Building Large Adsorbate Configuration on Catalytic Surface

A decade long struggle in studying large molecule conversion
My Ph.D. thesis involved the investigation of lignin monomer conversion on transition metal surfaces. Lignin monomers are derived from biomass that consists of a C6 aromatic ring with various substituents. These molecules are considered large in the world of computational catalysis on metal surfaces due to their large reaction network. On the transition metal surface, elementary reactions such as C-H, C-O, and C-C bond scission and formation occur. By hypothetically applying these reactions over and over to lignin monomers, we can make a reaction network with >~106 reactions and >~105 intermediates (Fig. 1. Chem. Eng. Sci. 2015). This reaction network is too big to investigate using costly quantum mechanical simulations. At the time, Dion was addressing this challenge using the method called group additivity which rapidly predicts molecules’ energy based on each atom’s local environment. I managed to extend this framework to lignin monomers (J. Phys. Chem. C 2016), but the method was far from being practical.

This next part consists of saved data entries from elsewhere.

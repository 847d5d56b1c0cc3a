// src/shared/api/api_client.rs
use std::time::Duration;

use reqwest::{header, Method, RequestBuilder, StatusCode, Url};
use serde::{de::DeserializeOwned, Serialize};
use serde_json::Value;
use tracing::{debug, warn};

use crate::shared::api::error::ApiError;
use crate::shared::api::response::{server_message, unwrap_envelope};

/// Thin JSON client over the portfolio service.
///
/// Every call takes the bearer token explicitly; the client never reads
/// credentials on its own.
#[derive(Debug, Clone)]
pub struct ApiClient {
    http: reqwest::Client,
    base_url: Url,
}

impl ApiClient {
    pub fn new(base_url: &str, timeout: Duration) -> Result<Self, ApiError> {
        let http = reqwest::Client::builder().timeout(timeout).build()?;
        Self::with_http_client(http, base_url)
    }

    pub fn with_http_client(http: reqwest::Client, base_url: &str) -> Result<Self, ApiError> {
        let trimmed = base_url.trim().trim_end_matches('/');
        let base_url = Url::parse(trimmed)
            .map_err(|e| ApiError::InvalidBaseUrl(format!("{}: {}", trimmed, e)))?;

        if base_url.cannot_be_a_base() {
            return Err(ApiError::InvalidBaseUrl(trimmed.to_string()));
        }

        Ok(Self { http, base_url })
    }

    pub fn base_url(&self) -> &Url {
        &self.base_url
    }

    /// `{base}/api/{segments..}` with every segment percent-encoded.
    pub fn endpoint(&self, segments: &[&str]) -> Url {
        let mut url = self.base_url.clone();
        if let Ok(mut path) = url.path_segments_mut() {
            path.pop_if_empty().push("api").extend(segments);
        }
        url
    }

    pub async fn get<T>(&self, url: Url, token: Option<&str>) -> Result<Option<T>, ApiError>
    where
        T: DeserializeOwned,
    {
        self.execute(self.request(Method::GET, url, token)).await
    }

    pub async fn send_json<T, B>(
        &self,
        method: Method,
        url: Url,
        token: Option<&str>,
        body: &B,
    ) -> Result<Option<T>, ApiError>
    where
        T: DeserializeOwned,
        B: Serialize + ?Sized,
    {
        let payload = serde_json::to_vec(body).map_err(|e| ApiError::Encode(e.to_string()))?;
        let request = self.request(method, url, token).body(payload);
        self.execute(request).await
    }

    fn request(&self, method: Method, url: Url, token: Option<&str>) -> RequestBuilder {
        debug!(%method, %url, "Sending portfolio service request");

        let mut request = self
            .http
            .request(method, url)
            .header(header::CONTENT_TYPE, "application/json")
            .header(header::ACCEPT, "application/json");

        if let Some(token) = token {
            request = request.bearer_auth(token);
        }
        request
    }

    /// `Ok(None)` for 204, an empty body or a JSON `null`.
    async fn execute<T>(&self, request: RequestBuilder) -> Result<Option<T>, ApiError>
    where
        T: DeserializeOwned,
    {
        let response = request.send().await?;
        let status = response.status();

        if status == StatusCode::NOT_FOUND {
            return Err(ApiError::NotFound);
        }

        if !status.is_success() {
            let body = response.text().await.unwrap_or_default();
            let message = server_message(&body)
                .or_else(|| status.canonical_reason().map(str::to_string));
            warn!(status = status.as_u16(), ?message, "Portfolio service rejected request");
            return Err(ApiError::Transport {
                status: Some(status.as_u16()),
                message,
            });
        }

        if status == StatusCode::NO_CONTENT {
            return Ok(None);
        }

        let bytes = response.bytes().await?;
        if bytes.iter().all(u8::is_ascii_whitespace) {
            return Ok(None);
        }

        let value: Value =
            serde_json::from_slice(&bytes).map_err(|e| ApiError::Decode(e.to_string()))?;

        match unwrap_envelope(value) {
            Value::Null => Ok(None),
            value => serde_json::from_value(value)
                .map(Some)
                .map_err(|e| ApiError::Decode(e.to_string())),
        }
    }
}

#[cfg(test)]
mod tests {
    use super::*;
    use serde::Deserialize;
    use serde_json::json;
    use wiremock::matchers::{body_json, header, method, path};
    use wiremock::{Mock, MockServer, ResponseTemplate};

    #[derive(Debug, Deserialize, PartialEq)]
    struct Echo {
        slug: String,
    }

    fn client(base: &str) -> ApiClient {
        ApiClient::new(base, Duration::from_secs(5)).expect("valid base url")
    }

    #[test]
    fn test_endpoint_trims_trailing_slash_and_encodes_segments() {
        let client = client("http://localhost:10001/");

        let url = client.endpoint(&["portfolios", "jane doe"]);

        assert_eq!(url.as_str(), "http://localhost:10001/api/portfolios/jane%20doe");
    }

    #[test]
    fn test_endpoint_keeps_base_path_prefix() {
        let client = client("https://example.com/backend");

        let url = client.endpoint(&["portfolios", "me"]);

        assert_eq!(url.as_str(), "https://example.com/backend/api/portfolios/me");
    }

    #[test]
    fn test_invalid_base_url() {
        let result = ApiClient::new("not a url", Duration::from_secs(1));

        assert!(matches!(result, Err(ApiError::InvalidBaseUrl(_))));
    }

    #[tokio::test]
    async fn test_get_sends_bearer_token_and_decodes_body() {
        let server = MockServer::start().await;
        Mock::given(method("GET"))
            .and(path("/api/things/1"))
            .and(header("authorization", "Bearer secret"))
            .respond_with(ResponseTemplate::new(200).set_body_json(json!({"slug": "jane"})))
            .mount(&server)
            .await;

        let client = client(&server.uri());
        let result: Option<Echo> = client
            .get(client.endpoint(&["things", "1"]), Some("secret"))
            .await
            .unwrap();

        assert_eq!(
            result,
            Some(Echo {
                slug: "jane".to_string()
            })
        );
    }

    #[tokio::test]
    async fn test_get_unwraps_success_envelope() {
        let server = MockServer::start().await;
        Mock::given(method("GET"))
            .and(path("/api/things/1"))
            .respond_with(
                ResponseTemplate::new(200)
                    .set_body_json(json!({"success": true, "data": {"slug": "wrapped"}})),
            )
            .mount(&server)
            .await;

        let client = client(&server.uri());
        let result: Option<Echo> = client.get(client.endpoint(&["things", "1"]), None).await.unwrap();

        assert_eq!(result.map(|e| e.slug), Some("wrapped".to_string()));
    }

    #[tokio::test]
    async fn test_no_content_and_empty_body_are_none() {
        let server = MockServer::start().await;
        Mock::given(method("GET"))
            .and(path("/api/empty"))
            .respond_with(ResponseTemplate::new(204))
            .mount(&server)
            .await;
        Mock::given(method("GET"))
            .and(path("/api/blank"))
            .respond_with(ResponseTemplate::new(200))
            .mount(&server)
            .await;

        let client = client(&server.uri());
        let empty: Option<Echo> = client.get(client.endpoint(&["empty"]), None).await.unwrap();
        let blank: Option<Echo> = client.get(client.endpoint(&["blank"]), None).await.unwrap();

        assert!(empty.is_none());
        assert!(blank.is_none());
    }

    #[tokio::test]
    async fn test_not_found_maps_to_not_found() {
        let server = MockServer::start().await;
        Mock::given(method("GET"))
            .respond_with(ResponseTemplate::new(404).set_body_json(json!({"message": "nope"})))
            .mount(&server)
            .await;

        let client = client(&server.uri());
        let result: Result<Option<Echo>, ApiError> =
            client.get(client.endpoint(&["missing"]), None).await;

        assert_eq!(result, Err(ApiError::NotFound));
    }

    #[tokio::test]
    async fn test_error_status_carries_server_message() {
        let server = MockServer::start().await;
        Mock::given(method("PUT"))
            .and(path("/api/things/1"))
            .and(body_json(json!({"slug": "x"})))
            .respond_with(
                ResponseTemplate::new(409).set_body_json(json!({"message": "Slug already taken"})),
            )
            .mount(&server)
            .await;

        let client = client(&server.uri());
        let result: Result<Option<Echo>, ApiError> = client
            .send_json(
                Method::PUT,
                client.endpoint(&["things", "1"]),
                None,
                &json!({"slug": "x"}),
            )
            .await;

        assert_eq!(
            result,
            Err(ApiError::Transport {
                status: Some(409),
                message: Some("Slug already taken".to_string()),
            })
        );
    }

    #[tokio::test]
    async fn test_error_status_without_body_falls_back_to_reason() {
        let server = MockServer::start().await;
        Mock::given(method("GET"))
            .respond_with(ResponseTemplate::new(500))
            .mount(&server)
            .await;

        let client = client(&server.uri());
        let err = client
            .get::<Echo>(client.endpoint(&["boom"]), None)
            .await
            .unwrap_err();

        assert_eq!(err.status(), Some(500));
        assert_eq!(err.user_message(), "Internal Server Error");
    }

    #[tokio::test]
    async fn test_malformed_json_is_decode_error() {
        let server = MockServer::start().await;
        Mock::given(method("GET"))
            .respond_with(ResponseTemplate::new(200).set_body_string("{not json"))
            .mount(&server)
            .await;

        let client = client(&server.uri());
        let err = client
            .get::<Echo>(client.endpoint(&["broken"]), None)
            .await
            .unwrap_err();

        assert!(matches!(err, ApiError::Decode(_)));
    }
}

All about adsorption configuration
The frustration and challenges are boiled down to adsorption configurations. An adsorption configuration is an adsorbed structure of a molecule, and, for a large molecule such as lignin monomers, can adsorb with various configurations with different interaction modes due to its aromatic ring (Fig. 2.) The difficulty is that we need to assess them all to find the global ground state, and other local-ground states may be the active state as well (ACS. Catal. 2016). Manually making adsorption configurations for large adsorbates is a tedious, time-consuming task. For the lignin group additivity, I made about 600 data points, which took about 2 full days of repetitive boring work. We also found that to make a group additivity model with decent accuracy, the model needs to know about the adsorption configuration information as well, which means that to use this model, adsorption configurations have to be manually enumerated, making the model inaccessible. Even with all the struggles above, the accuracy was about 3 kcal/mol, which was better than nothing but was not enough to make conclusive results.

Resolve
To address these challenges, I tried to make a Matlab script that automatically makes configurations, but without much success during my Ph.D. candidacy. The implementation of the molecular graph theory was an important key that was not accessible at the time. I was writing the graph theory code from the scratch in Matlab. Eventually, I had to drop this work, because my time could be better spent working on other projects. Towards the end of my Ph.D. education, the python language and anaconda (website) was gaining popularity, and I found a molecular graph theory package called rdkit (website). With these codes as well as the inspiring organic molecule enumeration work by Ruddigkeit et al (J. Chem. Inf. Model. 2012), I had all the resources to realize the automated configuration generation. It still has taken my whole post-doc to finalize the framework (and the revision to concisely describe the algorithm. Thank you, reviewers!), but this work opens the door to investigating large molecule conversion on transition metal surfaces.
Broader impact
The computational catalysis field has made great advancements. The reaction mechanisms for the electrochemical conversion of various small molecules have been elucidated, and simple activity descriptors have been discovered to screen new catalytic materials (Adv. Mater. 2020). Such investigation for the conversion of the larger molecule has not been possible, application of which include biomass conversion to fuels and chemicals, plastic recycling, Fischer-Tropsch, and CO2 reduction to C3+ products to name a few. This work aims to enable such a powerful application for large molecules by automating the generation of adsorption configurations. This will help us build a large database that will enable data-science methods to help us understand the large molecule catalysis mechanisms and realize the catalyst screening for the large molecule conversion.
The key to the framework
The technical complexity of the framework can distract the readers from the key innovation in the algorithm. We had to make the graph enumeration rules that achieve two goals: (1) the configurations generated using the rules must contain all potentially stable configurations, (2) in doing so, the rules also need to minimize the creation of unstable configurations. To accomplish this, I decided to make rules that add just one atom to the adsorbate and, to keep things simple, the pattern graph only has one adsorbate atom, as opposed to two or more (I tried doing this without much success). From these two simple design choices, the task of making the rules becomes easy. We just need to find all possible two-atom configurations and convert them into pattern and replacement graphs. All two-atom configurations can be found as outlined in the manuscript, where we exhaustively assess two dimensions (number of binding site atoms and the number of shared binding site atoms by two adsorbate atoms) as shown in Fig. 3. With this core of the algorithm, developing the vacuum propagation rules, ring rules, and anchor rules was straightforward.

A pleasant surprise in the stable configurations
With the newly enumerated data, we performed the principal component analysis of the adsorbate configuration space, which showed that some adsorbates can only adsorb to selected metals. We found that Ag and Cu, which selectively adsorb three atom rings, have good selectivity and activity for ethylene oxide formation (Fig. 4). This indicates a new idea that we can potentially design a highly selective surface catalyst by controlling the stable configurations. To exploit this, we will need to understand how to control the set of stable configurations, which will hopefully be addressed by building a large database using our new algorithm.